(Saved data entries)
____

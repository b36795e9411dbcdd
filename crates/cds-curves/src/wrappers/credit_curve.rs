//! Credit curve wrapper providing credit/survival semantics.
//!
//! `CreditCurve<T>` wraps any `TermStructure` and provides semantic methods
//! for credit operations regardless of the underlying value type.

use cds_core::types::Date;

use crate::conversion::ValueConverter;
use crate::error::{CurveError, CurveResult};
use crate::term_structure::TermStructure;
use crate::value_type::ValueType;

/// A wrapper providing credit operations on any term structure.
///
/// This wrapper handles the conversion from whatever value type the
/// underlying curve stores to the requested credit representation.
///
/// # Example
///
/// ```rust,ignore
/// use cds_curves::{CreditCurve, DiscreteCurve};
///
/// let curve = DiscreteCurve::new(...)?;
/// let credit_curve = CreditCurve::new(curve, 0.40); // 40% recovery
///
/// // Get survival probability
/// let surv = credit_curve.survival_probability(maturity_date)?;
///
/// // Get hazard rate
/// let hazard = credit_curve.hazard_rate(date)?;
///
/// // Get risky discount factor
/// let risky_df = credit_curve.risky_discount_factor(date, &discount_curve)?;
/// ```
#[derive(Clone, Debug)]
pub struct CreditCurve<T: TermStructure> {
    /// The underlying term structure.
    inner: T,
    /// Recovery rate assumption (typically 0.40 for senior unsecured).
    recovery_rate: f64,
}

impl<T: TermStructure> CreditCurve<T> {
    /// Creates a new credit curve wrapper.
    ///
    /// # Arguments
    ///
    /// * `inner` - The underlying term structure
    /// * `recovery_rate` - Recovery rate as decimal (e.g., 0.40 for 40%)
    pub fn new(inner: T, recovery_rate: f64) -> Self {
        Self {
            inner,
            recovery_rate: recovery_rate.clamp(0.0, 1.0),
        }
    }

    /// Returns a reference to the underlying term structure.
    #[must_use]
    pub fn inner(&self) -> &T {
        &self.inner
    }

    /// Returns the recovery rate.
    #[must_use]
    pub fn recovery_rate(&self) -> f64 {
        self.recovery_rate
    }

    /// Returns the reference date.
    #[must_use]
    pub fn reference_date(&self) -> Date {
        self.inner.reference_date()
    }

    /// Converts a date to a tenor in years.
    fn date_to_tenor(&self, date: Date) -> f64 {
        self.inner.date_to_tenor(date)
    }

    /// Returns the survival probability at the given date.
    ///
    /// Q(T) = P(τ > T) where τ is the default time.
    ///
    /// # Arguments
    ///
    /// * `date` - Target date
    ///
    /// # Returns
    ///
    /// Survival probability in [0, 1].
    pub fn survival_probability(&self, date: Date) -> CurveResult<f64> {
        let t = self.date_to_tenor(date);
        self.survival_probability_at_tenor(t)
    }

    /// Returns the survival probability at a tenor (years).
    pub fn survival_probability_at_tenor(&self, t: f64) -> CurveResult<f64> {
        if t <= 0.0 {
            return Ok(1.0);
        }

        let value = self.inner.value_at(t);
        let value_type = self.inner.value_type();

        match value_type {
            ValueType::SurvivalProbability => Ok(value.clamp(0.0, 1.0)),
            ValueType::HazardRate => {
                // For constant hazard rate: Q(t) = exp(-h * t)
                Ok(ValueConverter::hazard_to_survival(value, t))
            }
            ValueType::CreditSpread { recovery, .. } => {
                // Convert spread to hazard rate, then to survival
                // Spread ≈ h * (1 - R)
                let lgd = 1.0 - recovery;
                let hazard = if lgd > 1e-10 { value / lgd } else { 0.0 };
                Ok(ValueConverter::hazard_to_survival(hazard, t))
            }
            _ => Err(CurveError::incompatible_value_type(
                "SurvivalProbability, HazardRate, or CreditSpread",
                format!("{:?}", value_type),
            )),
        }
    }

    /// Returns the default probability at the given date.
    ///
    /// P(τ ≤ T) = 1 - Q(T)
    ///
    /// # Arguments
    ///
    /// * `date` - Target date
    ///
    /// # Returns
    ///
    /// Default probability in [0, 1].
    pub fn default_probability(&self, date: Date) -> CurveResult<f64> {
        let surv = self.survival_probability(date)?;
        Ok(1.0 - surv)
    }

    /// Returns the default probability at a tenor (years).
    pub fn default_probability_at_tenor(&self, t: f64) -> CurveResult<f64> {
        let surv = self.survival_probability_at_tenor(t)?;
        Ok(1.0 - surv)
    }

    /// Returns the conditional default probability between two dates.
    ///
    /// P(τ ∈ [T1, T2] | τ > T1) = (Q(T1) - Q(T2)) / Q(T1)
    ///
    /// This is the probability of default in the period [T1, T2]
    /// conditional on having survived to T1.
    ///
    /// # Arguments
    ///
    /// * `start` - Start date of period
    /// * `end` - End date of period
    ///
    /// # Returns
    ///
    /// Conditional default probability.
    pub fn conditional_default_probability(&self, start: Date, end: Date) -> CurveResult<f64> {
        let t1 = self.date_to_tenor(start);
        let t2 = self.date_to_tenor(end);
        self.conditional_default_probability_at_tenors(t1, t2)
    }

    /// Returns the conditional default probability between two tenors.
    pub fn conditional_default_probability_at_tenors(&self, t1: f64, t2: f64) -> CurveResult<f64> {
        if t2 <= t1 {
            return Err(CurveError::invalid_value(
                "End tenor must be after start tenor",
            ));
        }

        let surv1 = self.survival_probability_at_tenor(t1)?;
        let surv2 = self.survival_probability_at_tenor(t2)?;

        if surv1 <= 1e-10 {
            // Already defaulted
            return Ok(0.0);
        }

        Ok((surv1 - surv2) / surv1)
    }

    /// Returns the marginal default probability between two dates.
    ///
    /// P(τ ∈ [T1, T2]) = Q(T1) - Q(T2)
    ///
    /// This is the unconditional probability of default in the period.
    ///
    /// # Arguments
    ///
    /// * `start` - Start date of period
    /// * `end` - End date of period
    ///
    /// # Returns
    ///
    /// Marginal default probability.
    pub fn marginal_default_probability(&self, start: Date, end: Date) -> CurveResult<f64> {
        let t1 = self.date_to_tenor(start);
        let t2 = self.date_to_tenor(end);
        self.marginal_default_probability_at_tenors(t1, t2)
    }

    /// Returns the marginal default probability between two tenors.
    pub fn marginal_default_probability_at_tenors(&self, t1: f64, t2: f64) -> CurveResult<f64> {
        let surv1 = self.survival_probability_at_tenor(t1)?;
        let surv2 = self.survival_probability_at_tenor(t2)?;
        Ok((surv1 - surv2).max(0.0))
    }

    /// Returns the instantaneous hazard rate at the given date.
    ///
    /// h(T) = -d/dT ln(Q(T)) = -Q'(T) / Q(T)
    ///
    /// The hazard rate is the instantaneous conditional default intensity.
    ///
    /// # Arguments
    ///
    /// * `date` - Target date
    ///
    /// # Returns
    ///
    /// The hazard rate.
    pub fn hazard_rate(&self, date: Date) -> CurveResult<f64> {
        let t = self.date_to_tenor(date);
        self.hazard_rate_at_tenor(t)
    }

    /// Returns the hazard rate at a tenor.
    pub fn hazard_rate_at_tenor(&self, t: f64) -> CurveResult<f64> {
        if t <= 0.0 {
            return Ok(0.0);
        }

        let value_type = self.inner.value_type();

        match value_type {
            ValueType::HazardRate => Ok(self.inner.value_at(t)),
            ValueType::SurvivalProbability => {
                // Try to get derivative for exact hazard rate
                if let Some(d_surv) = self.inner.derivative_at(t) {
                    let surv = self.inner.value_at(t);
                    Ok(ValueConverter::survival_to_hazard(surv, d_surv))
                } else {
                    // Fall back to implied constant hazard rate
                    let surv = self.inner.value_at(t);
                    Ok(ValueConverter::implied_hazard_rate(surv, t))
                }
            }
            ValueType::CreditSpread { recovery, .. } => {
                // Spread ≈ h * (1 - R)
                let spread = self.inner.value_at(t);
                let lgd = 1.0 - recovery;
                Ok(if lgd > 1e-10 { spread / lgd } else { 0.0 })
            }
            _ => Err(CurveError::incompatible_value_type(
                "HazardRate, SurvivalProbability, or CreditSpread",
                format!("{:?}", value_type),
            )),
        }
    }

    /// Returns the implied constant hazard rate to the given date.
    ///
    /// This is the flat hazard rate that would produce the observed
    /// survival probability: h = -ln(Q(T)) / T
    ///
    /// # Arguments
    ///
    /// * `date` - Target date
    ///
    /// # Returns
    ///
    /// The implied constant hazard rate.
    pub fn implied_hazard_rate(&self, date: Date) -> CurveResult<f64> {
        let t = self.date_to_tenor(date);
        let surv = self.survival_probability_at_tenor(t)?;
        Ok(ValueConverter::implied_hazard_rate(surv, t))
    }

    /// Returns the credit spread at the given date.
    ///
    /// The spread is defined as:
    /// s(T) ≈ h(T) * (1 - R)
    ///
    /// where h is the hazard rate and R is the recovery rate.
    ///
    /// # Arguments
    ///
    /// * `date` - Target date
    ///
    /// # Returns
    ///
    /// The credit spread (as a decimal, e.g., 0.01 for 100bps).
    pub fn credit_spread(&self, date: Date) -> CurveResult<f64> {
        let t = self.date_to_tenor(date);
        self.credit_spread_at_tenor(t)
    }

    /// Returns the credit spread at a tenor.
    pub fn credit_spread_at_tenor(&self, t: f64) -> CurveResult<f64> {
        let value_type = self.inner.value_type();

        match value_type {
            ValueType::CreditSpread { .. } => Ok(self.inner.value_at(t)),
            ValueType::HazardRate | ValueType::SurvivalProbability => {
                let hazard = self.hazard_rate_at_tenor(t)?;
                let lgd = 1.0 - self.recovery_rate;
                Ok(hazard * lgd)
            }
            _ => Err(CurveError::incompatible_value_type(
                "CreditSpread, HazardRate, or SurvivalProbability",
                format!("{:?}", value_type),
            )),
        }
    }

    /// Returns the credit spread in basis points.
    pub fn credit_spread_bps(&self, date: Date) -> CurveResult<f64> {
        Ok(self.credit_spread(date)? * 10000.0)
    }

    /// Returns the risky discount factor at the given date.
    ///
    /// The risky discount factor combines the risk-free discount factor
    /// with the survival probability:
    ///
    /// P_risky(T) = P(T) * [Q(T) + (1 - Q(T)) * R]
    ///
    /// where P is the risk-free DF, Q is survival probability, and R is recovery.
    ///
    /// # Arguments
    ///
    /// * `date` - Target date
    /// * `discount_curve` - Risk-free discount curve
    ///
    /// # Returns
    ///
    /// The risky discount factor.
    pub fn risky_discount_factor<D: TermStructure>(
        &self,
        date: Date,
        discount_curve: &crate::wrappers::RateCurve<D>,
    ) -> CurveResult<f64> {
        let t = self.date_to_tenor(date);
        self.risky_discount_factor_at_tenor(t, discount_curve)
    }

    /// Returns the risky discount factor at a tenor.
    pub fn risky_discount_factor_at_tenor<D: TermStructure>(
        &self,
        t: f64,
        discount_curve: &crate::wrappers::RateCurve<D>,
    ) -> CurveResult<f64> {
        let df = discount_curve.discount_factor_at_tenor(t)?;
        let surv = self.survival_probability_at_tenor(t)?;
        Ok(ValueConverter::risky_discount_factor(
            df,
            surv,
            self.recovery_rate,
        ))
    }

    /// Returns the expected loss at the given date.
    ///
    /// Expected Loss = (1 - R) * P(default by T)
    ///
    /// # Arguments
    ///
    /// * `date` - Target date
    ///
    /// # Returns
    ///
    /// Expected loss as a fraction of exposure.
    pub fn expected_loss(&self, date: Date) -> CurveResult<f64> {
        let pd = self.default_probability(date)?;
        let lgd = 1.0 - self.recovery_rate;
        Ok(pd * lgd)
    }

    /// Returns the expected loss at a tenor.
    pub fn expected_loss_at_tenor(&self, t: f64) -> CurveResult<f64> {
        let pd = self.default_probability_at_tenor(t)?;
        let lgd = 1.0 - self.recovery_rate;
        Ok(pd * lgd)
    }

    /// Returns the annualized default probability to the given date.
    ///
    /// This is useful for comparing default probabilities across different
    /// time horizons.
    ///
    /// PD_annual = 1 - (1 - PD)^(1/T)
    ///
    /// # Arguments
    ///
    /// * `date` - Target date
    ///
    /// # Returns
    ///
    /// Annualized default probability.
    pub fn annualized_default_probability(&self, date: Date) -> CurveResult<f64> {
        let t = self.date_to_tenor(date);
        if t <= 0.0 {
            return Ok(0.0);
        }

        let surv = self.survival_probability_at_tenor(t)?;
        let annual_surv = surv.powf(1.0 / t);
        Ok(1.0 - annual_surv)
    }

    /// Returns the tenor bounds of the underlying curve.
    #[must_use]
    pub fn tenor_bounds(&self) -> (f64, f64) {
        self.inner.tenor_bounds()
    }

    /// Returns the maximum date of the curve.
    #[must_use]
    pub fn max_date(&self) -> Date {
        self.inner.max_date()
    }
}

// Implement TermStructure for CreditCurve so it can be nested
impl<T: TermStructure> TermStructure for CreditCurve<T> {
    fn reference_date(&self) -> Date {
        self.inner.reference_date()
    }

    fn value_at(&self, t: f64) -> f64 {
        self.inner.value_at(t)
    }

    fn tenor_bounds(&self) -> (f64, f64) {
        self.inner.tenor_bounds()
    }

    fn value_type(&self) -> ValueType {
        self.inner.value_type()
    }

    fn derivative_at(&self, t: f64) -> Option<f64> {
        self.inner.derivative_at(t)
    }

    fn max_date(&self) -> Date {
        self.inner.max_date()
    }
}
//! CLI command implementations.

pub mod cds;
pub mod config;
pub mod credit;
pub mod curve;

// Re-export argument types for convenience
pub use cds::CdsArgs;
pub use config::ConfigArgs;
pub use credit::CreditArgs;
pub use curve::CurveArgs;

use chrono::{Datelike, NaiveDate};
use cds_core::calendars::{BusinessDayConvention, WeekendCalendar};
use cds_core::types::{Date, Frequency};

use crate::error::{CliError, CliResult};

/// Parses a date string in YYYY-MM-DD format.
pub fn parse_date(s: &str) -> CliResult<Date> {
    let naive = NaiveDate::parse_from_str(s, "%Y-%m-%d")
        .map_err(|_| CliError::InvalidDate(s.to_string()))?;

    Date::from_ymd(naive.year(), naive.month(), naive.day())
        .map_err(|_| CliError::InvalidDate(s.to_string()))
}

/// Returns today's date.
pub fn today() -> CliResult<Date> {
    let now = chrono::Utc::now().date_naive();
    Date::from_ymd(now.year(), now.month(), now.day())
        .map_err(|_| CliError::InvalidDate("today".to_string()))
}

/// Validates a spread/coupon quoted in basis points.
pub fn validate_spread_bps(spread_bps: f64) -> CliResult<f64> {
    if !(0.0..=10_000.0).contains(&spread_bps) {
        return Err(CliError::InvalidSpread(spread_bps));
    }
    Ok(spread_bps)
}

/// Validates a recovery rate.
pub fn validate_recovery(recovery: f64) -> CliResult<f64> {
    if !(0.0..1.0).contains(&recovery) {
        return Err(CliError::InvalidRecovery(recovery));
    }
    Ok(recovery)
}

/// Parses a comma-separated list of tenors in years.
pub fn parse_tenors(tenors_str: &str) -> anyhow::Result<Vec<f64>> {
    tenors_str
        .split(',')
        .map(|s| {
            s.trim()
                .parse::<f64>()
                .map_err(|e| anyhow::anyhow!("Invalid tenor: {}", e))
        })
        .collect()
}

/// Parses a comma-separated list of rates, given in percent, into decimals.
pub fn parse_rates_pct(rates_str: &str) -> anyhow::Result<Vec<f64>> {
    rates_str
        .split(',')
        .map(|s| {
            s.trim()
                .parse::<f64>()
                .map(|r| r / 100.0)
                .map_err(|e| anyhow::anyhow!("Invalid rate: {}", e))
        })
        .collect()
}

/// Parses a comma-separated list of dates in YYYY-MM-DD format.
pub fn parse_dates(dates_str: &str) -> anyhow::Result<Vec<Date>> {
    dates_str
        .split(',')
        .map(|s| parse_date(s.trim()).map_err(|e| anyhow::anyhow!("{}", e)))
        .collect()
}

/// Parses a comma-separated list of spreads, given in basis points, into
/// decimals (e.g. `100` -> `0.0100`).
pub fn parse_spreads_bps(spreads_str: &str) -> anyhow::Result<Vec<f64>> {
    spreads_str
        .split(',')
        .map(|s| {
            s.trim()
                .parse::<f64>()
                .map(|bps| bps / 10_000.0)
                .map_err(|e| anyhow::anyhow!("Invalid spread: {}", e))
        })
        .collect()
}

/// Parses a zero-curve instrument list of the form `M:2025-04-08:5.25,
/// S:2027-01-08:4.50` into [`ZeroCurveInstrument`] values, where the leading
/// letter is `M` (money market) or `S` (par swap), the date is `YYYY-MM-DD`,
/// and the rate is quoted in percent.
pub fn parse_zero_curve_instruments(
    instruments_str: &str,
) -> anyhow::Result<Vec<cds_curves::bootstrap::ZeroCurveInstrument>> {
    use cds_curves::bootstrap::ZeroCurveInstrument;

    instruments_str
        .split(',')
        .map(|entry| {
            let entry = entry.trim();
            let mut parts = entry.splitn(3, ':');
            let letter = parts
                .next()
                .ok_or_else(|| anyhow::anyhow!("Missing instrument letter in '{}'", entry))?
                .trim();
            let date_str = parts
                .next()
                .ok_or_else(|| anyhow::anyhow!("Missing instrument date in '{}'", entry))?
                .trim();
            let rate_str = parts
                .next()
                .ok_or_else(|| anyhow::anyhow!("Missing instrument rate in '{}'", entry))?
                .trim();

            let date = parse_date(date_str).map_err(|e| anyhow::anyhow!("{}", e))?;
            let rate = rate_str
                .parse::<f64>()
                .map_err(|e| anyhow::anyhow!("Invalid instrument rate: {}", e))?
                / 100.0;

            match letter.to_uppercase().as_str() {
                "M" => Ok(ZeroCurveInstrument::Money { date, rate }),
                "S" => Ok(ZeroCurveInstrument::Swap { date, rate }),
                other => Err(anyhow::anyhow!(
                    "Unknown instrument letter '{}' (expected M or S)",
                    other
                )),
            }
        })
        .collect()
}

/// Parses a payment frequency from a name or spec-style shorthand
/// (`Annual`/`A`, `SemiAnnual`/`S`, `Quarterly`/`Q`, `Monthly`/`M`).
pub fn parse_frequency(s: &str) -> anyhow::Result<Frequency> {
    match s.trim().to_uppercase().as_str() {
        "ANNUAL" | "A" | "Y" => Ok(Frequency::Annual),
        "SEMIANNUAL" | "SEMI-ANNUAL" | "S" => Ok(Frequency::SemiAnnual),
        "QUARTERLY" | "Q" => Ok(Frequency::Quarterly),
        "MONTHLY" | "M" => Ok(Frequency::Monthly),
        "ZERO" | "Z" => Ok(Frequency::Zero),
        other => Err(anyhow::anyhow!("Unknown frequency '{}'", other)),
    }
}

/// Parses a business day convention from a name or the named single-character
/// codes (`N` none, `F` follow, `P` previous, `M` modified-following).
/// Case-insensitive.
pub fn parse_bdc(s: &str) -> anyhow::Result<BusinessDayConvention> {
    match s.trim().to_uppercase().as_str() {
        "N" | "NONE" | "UNADJUSTED" => Ok(BusinessDayConvention::Unadjusted),
        "F" | "FOLLOW" | "FOLLOWING" => Ok(BusinessDayConvention::Following),
        "P" | "PREVIOUS" | "PRECEDING" => Ok(BusinessDayConvention::Preceding),
        "M" | "MODIFIED" | "MODIFIEDFOLLOWING" | "MODIFIED FOLLOWING" => {
            Ok(BusinessDayConvention::ModifiedFollowing)
        }
        other => Err(anyhow::anyhow!("Unknown business day convention '{}'", other)),
    }
}

/// Resolves a holiday calendar by name.
///
/// Only the weekend-only calendar is currently wired; any other name is
/// rejected rather than silently falling back, so a typo in `--calendar`
/// surfaces as an error instead of a silently wrong curve.
pub fn resolve_calendar(name: &str) -> anyhow::Result<WeekendCalendar> {
    match name.trim().to_uppercase().as_str() {
        "WEEKEND" | "NONE" | "" => Ok(WeekendCalendar),
        other => Err(anyhow::anyhow!(
            "Unknown holiday calendar '{}' (only 'weekend' is available)",
            other
        )),
    }
}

____

■ YOUR GOAL:
Copy out every line of the data in which the word "list" is found.

■ RESULT OF THIS TASK:
/// Parses a comma-separated list of tenors in years.
/// Parses a comma-separated list of rates, given in percent, into decimals.
/// Parses a comma-separated list of dates in YYYY-MM-DD format.
/// Parses a comma-separated list of spreads, given in basis points, into
/// Parses a zero-curve instrument list of the form `M:2025-04-08:5.25,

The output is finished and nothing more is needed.